(THE PROBLEM) Search the entries below for "indices". Report each line where it occurs.
Segment Start: SOURCE DATA
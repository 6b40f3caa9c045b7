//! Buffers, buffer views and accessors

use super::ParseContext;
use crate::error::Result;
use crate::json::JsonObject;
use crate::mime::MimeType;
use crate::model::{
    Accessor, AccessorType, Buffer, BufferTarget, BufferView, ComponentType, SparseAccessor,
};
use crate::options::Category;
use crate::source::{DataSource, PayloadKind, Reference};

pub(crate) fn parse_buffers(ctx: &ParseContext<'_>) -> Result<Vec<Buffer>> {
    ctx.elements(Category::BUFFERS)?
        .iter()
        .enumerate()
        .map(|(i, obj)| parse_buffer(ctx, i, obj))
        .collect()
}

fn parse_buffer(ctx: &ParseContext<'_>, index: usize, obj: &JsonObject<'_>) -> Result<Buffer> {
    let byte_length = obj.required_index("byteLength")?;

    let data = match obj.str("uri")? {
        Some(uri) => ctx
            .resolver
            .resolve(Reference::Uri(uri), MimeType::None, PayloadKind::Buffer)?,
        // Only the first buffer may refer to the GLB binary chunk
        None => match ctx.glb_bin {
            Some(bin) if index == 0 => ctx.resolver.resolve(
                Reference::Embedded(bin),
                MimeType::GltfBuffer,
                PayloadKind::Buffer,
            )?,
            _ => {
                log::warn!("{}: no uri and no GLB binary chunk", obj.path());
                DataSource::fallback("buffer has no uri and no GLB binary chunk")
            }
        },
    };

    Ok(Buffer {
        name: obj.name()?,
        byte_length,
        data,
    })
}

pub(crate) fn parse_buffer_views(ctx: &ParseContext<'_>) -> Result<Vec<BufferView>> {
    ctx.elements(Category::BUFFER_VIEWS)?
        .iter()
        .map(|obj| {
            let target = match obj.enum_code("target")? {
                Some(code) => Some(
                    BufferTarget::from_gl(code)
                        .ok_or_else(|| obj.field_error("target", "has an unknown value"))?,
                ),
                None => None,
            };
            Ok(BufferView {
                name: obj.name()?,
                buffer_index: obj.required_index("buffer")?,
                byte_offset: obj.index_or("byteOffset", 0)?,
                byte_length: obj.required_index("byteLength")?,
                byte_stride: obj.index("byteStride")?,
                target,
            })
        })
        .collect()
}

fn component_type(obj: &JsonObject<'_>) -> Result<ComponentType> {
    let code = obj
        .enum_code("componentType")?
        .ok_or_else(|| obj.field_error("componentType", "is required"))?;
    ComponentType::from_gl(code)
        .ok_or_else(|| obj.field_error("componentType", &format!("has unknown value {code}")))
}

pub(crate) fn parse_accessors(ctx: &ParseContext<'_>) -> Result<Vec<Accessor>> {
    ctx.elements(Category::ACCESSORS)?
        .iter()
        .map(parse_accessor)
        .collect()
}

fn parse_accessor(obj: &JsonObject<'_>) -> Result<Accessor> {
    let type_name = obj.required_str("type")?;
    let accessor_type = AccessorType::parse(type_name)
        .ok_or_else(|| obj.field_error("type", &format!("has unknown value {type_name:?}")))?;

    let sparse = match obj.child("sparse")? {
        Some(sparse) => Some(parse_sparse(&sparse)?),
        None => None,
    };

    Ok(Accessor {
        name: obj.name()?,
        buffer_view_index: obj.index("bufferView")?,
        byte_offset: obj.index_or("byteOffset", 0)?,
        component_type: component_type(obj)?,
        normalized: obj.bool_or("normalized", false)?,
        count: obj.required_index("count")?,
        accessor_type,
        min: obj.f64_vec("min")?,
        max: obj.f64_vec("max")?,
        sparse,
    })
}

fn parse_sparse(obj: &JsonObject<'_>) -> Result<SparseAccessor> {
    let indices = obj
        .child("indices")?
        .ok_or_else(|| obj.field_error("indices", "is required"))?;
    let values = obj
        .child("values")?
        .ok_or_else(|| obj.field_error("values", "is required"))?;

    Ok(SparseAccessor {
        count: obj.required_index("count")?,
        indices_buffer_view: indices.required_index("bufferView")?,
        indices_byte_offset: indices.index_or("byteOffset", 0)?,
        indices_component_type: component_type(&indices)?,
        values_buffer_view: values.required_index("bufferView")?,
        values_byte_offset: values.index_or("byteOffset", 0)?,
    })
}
Segment End: SOURCE DATA
(SOLUTION TO THIS EXERCISE)
    let indices = obj
        .child("indices")?
        .ok_or_else(|| obj.field_error("indices", "is required"))?;
        indices_buffer_view: indices.required_index("bufferView")?,
        indices_byte_offset: indices.index_or("byteOffset", 0)?,
        indices_component_type: component_type(&indices)?,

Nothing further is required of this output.